Bob McDonnell, who had been off to a virtually error-free start as governor of Virginia, got himself tangled up in the Civil War:

After a barrage of nationwide criticism for excluding slavery from his Confederate History Month proclamation, Virginia Gov. Robert F. McDonnell (R) on Wednesday conceded that it was “a major omission” and amended the document to acknowledge the state’s complicated past.  day earlier, McDonnell said he left out any reference to slavery in the original seven-paragraph proclamation because he wanted to include issues he thought were most “significant” to Virginia. He also said the document was designed to promote tourism in the state, which next year marks the 150th anniversary of the start of the Civil War.

To his credit, he defused the controversy within 24 hours, managing to soothe all but the perpetually and intentionally aggrieved, who remained miffed that there should be any month studying the state’s Confederate past. The contrast between McDonnell’s quick-extraction-from-the-quicksand-of-racial-politics and Obama’s Gatesgate is instructive. McDonnell’s apology was direct, swift, and profuse.
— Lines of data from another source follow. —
//! Built-in notifiers
//!
//! Network sinks (e.g. webhooks) live in their own crates; these two cover
//! the log-only default and composing several sinks.

use std::sync::Arc;
use tracing::error;

use crate::traits::Notifier;

/// Notifier that only writes error log lines
#[derive(Debug, Clone, Copy, Default)]
pub struct LogNotifier;

impl Notifier for LogNotifier {
    fn notify_sync_failed(&self, server_name: &str, server_type: &str, err: &str) {
        error!("Sync failed: {} ({}): {}", server_name, server_type, err);
    }

    fn notify_hub_unreachable(&self, server_name: &str, server_type: &str, err: &str) {
        error!("Hub unreachable: {} ({}): {}", server_name, server_type, err);
    }
}

/// Forwards every notification to each inner notifier
#[derive(Clone, Default)]
pub struct FanoutNotifier {
    sinks: Vec<Arc<dyn Notifier>>,
}

impl FanoutNotifier {
    /// Create an empty fan-out
    pub fn new() -> Self {
        Self::default()
    }

    /// Add a sink
    pub fn with(mut self, sink: Arc<dyn Notifier>) -> Self {
        self.sinks.push(sink);
        self
    }

    /// Number of sinks
    pub fn len(&self) -> usize {
        self.sinks.len()
    }

    /// Whether no sinks are attached
    pub fn is_empty(&self) -> bool {
        self.sinks.is_empty()
    }
}

impl Notifier for FanoutNotifier {
    fn notify_sync_failed(&self, server_name: &str, server_type: &str, err: &str) {
        for sink in &self.sinks {
            sink.notify_sync_failed(server_name, server_type, err);
        }
    }

    fn notify_hub_unreachable(&self, server_name: &str, server_type: &str, err: &str) {
        for sink in &self.sinks {
            sink.notify_hub_unreachable(server_name, server_type, err);
        }
    }
}
//! Plugin-based adapter registry
//!
//! The registry maps adapter type tags to factories, so the orchestrator
//! builds adapters from configuration without hardcoded if-else chains.
//!
//! ## Usage
//!
//! ```rust,ignore
//! use dnssync_core::registry::AdapterRegistry;
//!
//! let registry = AdapterRegistry::new();
//! dnssync_providers::register(&registry);
//!
//! let adapter = registry.create_adapter(&server_config, &ctx).await?;
//! ```
//!
//! ## Registration
//!
//! Vendor crates register themselves during initialization:
//!
//! ```rust,ignore
//! pub fn register(registry: &AdapterRegistry) {
//!     registry.register_adapter("pihole", Arc::new(PiholeFactory));
//! }
//! ```

use crate::config::ServerConfig;
use crate::error::{Error, Result};
use crate::traits::{AdapterContext, ServerAdapter, ServerAdapterFactory};
use std::collections::HashMap;
use std::sync::{Arc, PoisonError, RwLock};

/// Adapter registry for plugin-based adapter creation
///
/// ## Thread Safety
///
/// The registry uses interior mutability with RwLock, allowing concurrent
/// reads and exclusive writes. Factories are reference-counted so the lock
/// is never held across an `.await`.
#[derive(Default)]
pub struct AdapterRegistry {
    adapters: RwLock<HashMap<String, Arc<dyn ServerAdapterFactory>>>,
}

impl AdapterRegistry {
    /// Create a new empty registry
    pub fn new() -> Self {
        Self::default()
    }

    /// Register an adapter factory
    ///
    /// # Parameters
    ///
    /// - `server_type`: Type tag as used in `ServerConfig::server_type`
    /// - `factory`: Factory object for creating adapter instances
    ///
    /// Registering the same tag twice replaces the earlier factory.
    pub fn register_adapter(
        &self,
        server_type: impl Into<String>,
        factory: Arc<dyn ServerAdapterFactory>,
    ) {
        let mut adapters = self
            .adapters
            .write()
            .unwrap_or_else(PoisonError::into_inner);
        adapters.insert(server_type.into(), factory);
    }

    /// Create an adapter from configuration
    ///
    /// # Returns
    ///
    /// - `Ok(Box<dyn ServerAdapter>)`: Created adapter instance
    /// - `Err(Error)`: If the type is not registered or creation fails
    pub async fn create_adapter(
        &self,
        config: &ServerConfig,
        ctx: &AdapterContext,
    ) -> Result<Box<dyn ServerAdapter>> {
        let factory = {
            let adapters = self
                .adapters
                .read()
                .unwrap_or_else(PoisonError::into_inner);
            adapters.get(&config.server_type).cloned().ok_or_else(|| {
                Error::config(format!(
                    "Unknown server type '{}' for server '{}'",
                    config.server_type, config.name
                ))
            })?
        };

        factory.create(config, ctx).await
    }

    /// List all registered adapter types, sorted
    pub fn list_adapters(&self) -> Vec<String> {
        let adapters = self
            .adapters
            .read()
            .unwrap_or_else(PoisonError::into_inner);
        let mut names: Vec<String> = adapters.keys().cloned().collect();
        names.sort();
        names
    }

    /// Check if an adapter type is registered
    pub fn has_adapter(&self, server_type: &str) -> bool {
        let adapters = self
            .adapters
            .read()
            .unwrap_or_else(PoisonError::into_inner);
        adapters.contains_key(server_type)
    }
}
// # Server Adapter Trait
//
// Defines the capability contract every DNS-admin product implements.
//
// ## Implementations
//
// - Pi-hole, AdGuard Home, Technitium, Cloudflare, OPNsense:
//   `dnssync-providers` crate (one cargo feature per vendor)
//
// ## Usage
//
// ```rust,ignore
// use dnssync_core::ServerAdapter;
//
// async fn dump(adapter: &mut dyn ServerAdapter) -> dnssync_core::Result<()> {
//     adapter.connect().await?;
//     let records = adapter.get_records().await?;
//     for (ty, canonical) in records.iter() {
//         println!("{ty} {canonical}");
//     }
//     adapter.disconnect().await;
//     Ok(())
// }
// ```

use async_trait::async_trait;
use std::sync::Arc;

use crate::config::ServerConfig;
use crate::record::{DnsRecord, RecordSet};
use crate::session::SessionCache;
use crate::traits::CredentialStore;

/// Trait for vendor-specific DNS server adapters
///
/// # Thread Safety
///
/// Implementations must be usable across async tasks.
///
/// # Failure contract
///
/// - `add_record`/`delete_record` return `Ok(false)` when the server
///   explicitly rejects the write without a transport error.
/// - Transport failures are returned as `Err`, never as `Ok(false)`.
/// - Transient transport failures are retried inside the adapter with the
///   bounded [`RetryPolicy`](crate::retry::RetryPolicy) from its
///   [`ServerConfig`]; authentication failures fail immediately.
/// - Every network call carries the configured timeout.
#[async_trait]
pub trait ServerAdapter: Send + Sync {
    /// Establish or refresh session/auth state
    ///
    /// Idempotent: calling it while already connected is safe.
    async fn connect(&mut self) -> Result<(), crate::Error>;

    /// Full snapshot of the live A/CNAME record set
    ///
    /// Must not mutate the remote server.
    async fn get_records(&self) -> Result<RecordSet, crate::Error>;

    /// Add one record
    ///
    /// # Returns
    ///
    /// - `Ok(true)`: the server accepted the write
    /// - `Ok(false)`: the server rejected the write
    /// - `Err(Error)`: transport failure
    async fn add_record(&self, record: &DnsRecord) -> Result<bool, crate::Error>;

    /// Delete one record (same contract as [`add_record`](Self::add_record))
    async fn delete_record(&self, record: &DnsRecord) -> Result<bool, crate::Error>;

    /// Release local session resources
    ///
    /// A later `connect` must work whether or not this was called.
    async fn disconnect(&mut self) {}

    /// Configured server name (for logging/history)
    fn server_name(&self) -> &str;

    /// Adapter type tag (e.g., "pihole", "adguard")
    fn adapter_type(&self) -> &'static str;
}

/// Shared collaborators handed to every adapter at construction
#[derive(Clone)]
pub struct AdapterContext {
    /// Resolves secret auth fields
    pub credentials: Arc<dyn CredentialStore>,
    /// Process-wide session cache keyed by server base URL
    pub sessions: SessionCache,
}

impl AdapterContext {
    /// Create a context from a credential store and session cache
    pub fn new(credentials: Arc<dyn CredentialStore>, sessions: SessionCache) -> Self {
        Self {
            credentials,
            sessions,
        }
    }
}

/// Helper trait for constructing adapters from configuration
#[async_trait]
pub trait ServerAdapterFactory: Send + Sync {
    /// Create a ServerAdapter instance for one configured server
    ///
    /// Credentials are resolved here so a missing secret surfaces as a
    /// configuration error before any network I/O.
    async fn create(
        &self,
        config: &ServerConfig,
        ctx: &AdapterContext,
    ) -> Result<Box<dyn ServerAdapter>, crate::Error>;
}
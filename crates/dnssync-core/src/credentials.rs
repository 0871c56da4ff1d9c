//! Credential store implementations and auth-field resolution
//!
//! - [`EnvCredentialStore`]: reads `DNS_SYNC_{SERVER}_{FIELD}` (read-only)
//! - [`MemoryCredentialStore`]: mutable, for provisioning and tests
//! - [`resolve_auth`]: turns a server's configured auth map into literal
//!   values before an adapter is built

use async_trait::async_trait;
use std::collections::{BTreeMap, HashMap};
use std::fmt;
use std::sync::Arc;
use tokio::sync::RwLock;
use tracing::debug;

use crate::config::ServerConfig;
use crate::error::{Error, Result};
use crate::traits::CredentialStore;

/// Prefix marking an auth value as a pure store reference
pub const REFERENCE_PREFIX: &str = "encrypted:";

/// Resolve every auth field of a server
///
/// - `encrypted:<field>` is a reference: the secret is looked up under
///   `<field>` and the entry is omitted when the store has nothing.
/// - Any other value is looked up in the store first and falls back to the
///   literal configured value.
pub async fn resolve_auth(
    server: &ServerConfig,
    store: &dyn CredentialStore,
) -> Result<BTreeMap<String, String>> {
    let mut resolved = BTreeMap::new();

    for (field, value) in &server.auth {
        if let Some(reference) = value.strip_prefix(REFERENCE_PREFIX) {
            match store.get_credential(&server.name, reference).await? {
                Some(secret) => {
                    resolved.insert(reference.to_string(), secret);
                }
                None => debug!(
                    "No stored credential '{}' for server {}",
                    reference, server.name
                ),
            }
        } else {
            let secret = store.get_credential(&server.name, field).await?;
            resolved.insert(field.clone(), secret.unwrap_or_else(|| value.clone()));
        }
    }

    Ok(resolved)
}

/// Fetch a required field from a resolved auth map
pub fn require<'a>(
    auth: &'a BTreeMap<String, String>,
    server: &ServerConfig,
    field: &str,
) -> Result<&'a str> {
    auth.get(field)
        .map(String::as_str)
        .filter(|v| !v.is_empty())
        .ok_or_else(|| {
            Error::config(format!(
                "Server '{}' ({}) is missing auth field '{}'",
                server.name, server.server_type, field
            ))
        })
}

type Lookup = Arc<dyn Fn(&str) -> Option<String> + Send + Sync>;

/// Read-only credential store backed by environment variables
#[derive(Clone)]
pub struct EnvCredentialStore {
    prefix: String,
    lookup: Lookup,
}

impl EnvCredentialStore {
    /// Read from the process environment with the `DNS_SYNC` prefix
    pub fn from_env() -> Self {
        Self::with_lookup("DNS_SYNC", |key| std::env::var(key).ok())
    }

    /// Read through a custom lookup function
    pub fn with_lookup(
        prefix: impl Into<String>,
        lookup: impl Fn(&str) -> Option<String> + Send + Sync + 'static,
    ) -> Self {
        Self {
            prefix: prefix.into(),
            lookup: Arc::new(lookup),
        }
    }

    /// Variable name holding one server field
    pub fn var_name(&self, server_name: &str, field: &str) -> String {
        format!(
            "{}_{}_{}",
            self.prefix,
            env_segment(server_name),
            env_segment(field)
        )
    }
}

fn env_segment(s: &str) -> String {
    s.chars()
        .map(|c| {
            if c.is_ascii_alphanumeric() {
                c.to_ascii_uppercase()
            } else {
                '_'
            }
        })
        .collect()
}

impl fmt::Debug for EnvCredentialStore {
    fn fmt(&self, f: &mut fmt::Formatter<'_>) -> fmt::Result {
        f.debug_struct("EnvCredentialStore")
            .field("prefix", &self.prefix)
            .finish()
    }
}

#[async_trait]
impl CredentialStore for EnvCredentialStore {
    async fn get_credential(&self, server_name: &str, field: &str) -> Result<Option<String>> {
        let key = self.var_name(server_name, field);
        Ok((self.lookup)(&key).filter(|v| !v.is_empty()))
    }

    async fn set_credential(&self, server_name: &str, field: &str, _value: &str) -> Result<()> {
        Err(Error::config(format!(
            "Environment credentials are read-only; set {} instead",
            self.var_name(server_name, field)
        )))
    }

    async fn remove_credential(&self, server_name: &str, field: &str) -> Result<bool> {
        Err(Error::config(format!(
            "Environment credentials are read-only; unset {} instead",
            self.var_name(server_name, field)
        )))
    }
}

/// In-memory credential store
#[derive(Clone, Default)]
pub struct MemoryCredentialStore {
    secrets: Arc<RwLock<HashMap<(String, String), String>>>,
}

impl MemoryCredentialStore {
    /// Create an empty store
    pub fn new() -> Self {
        Self::default()
    }
}

impl fmt::Debug for MemoryCredentialStore {
    fn fmt(&self, f: &mut fmt::Formatter<'_>) -> fmt::Result {
        f.debug_struct("MemoryCredentialStore").finish_non_exhaustive()
    }
}

#[async_trait]
impl CredentialStore for MemoryCredentialStore {
    async fn get_credential(&self, server_name: &str, field: &str) -> Result<Option<String>> {
        let secrets = self.secrets.read().await;
        Ok(secrets
            .get(&(server_name.to_string(), field.to_string()))
            .cloned())
    }

    async fn set_credential(&self, server_name: &str, field: &str, value: &str) -> Result<()> {
        let mut secrets = self.secrets.write().await;
        secrets.insert(
            (server_name.to_string(), field.to_string()),
            value.to_string(),
        );
        Ok(())
    }

    async fn remove_credential(&self, server_name: &str, field: &str) -> Result<bool> {
        let mut secrets = self.secrets.write().await;
        Ok(secrets
            .remove(&(server_name.to_string(), field.to_string()))
            .is_some())
    }
}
Obama never managed — at least not in public — such a confession of error and allowed the incident to fester for days.

Politicians, even smart and competent ones, still manage to ensnare themselves in the politics of race. The best they can do when it happens is to follow McDonnell’s lead — cut your losses, apologize, and move on. The racial-grievance mongers will most likely be disappointed that the incident came to an abrupt end, but for those weary of the feigned outrage that surrounds these incidents, McDonnell’s prompt mea culpa comes as a relief.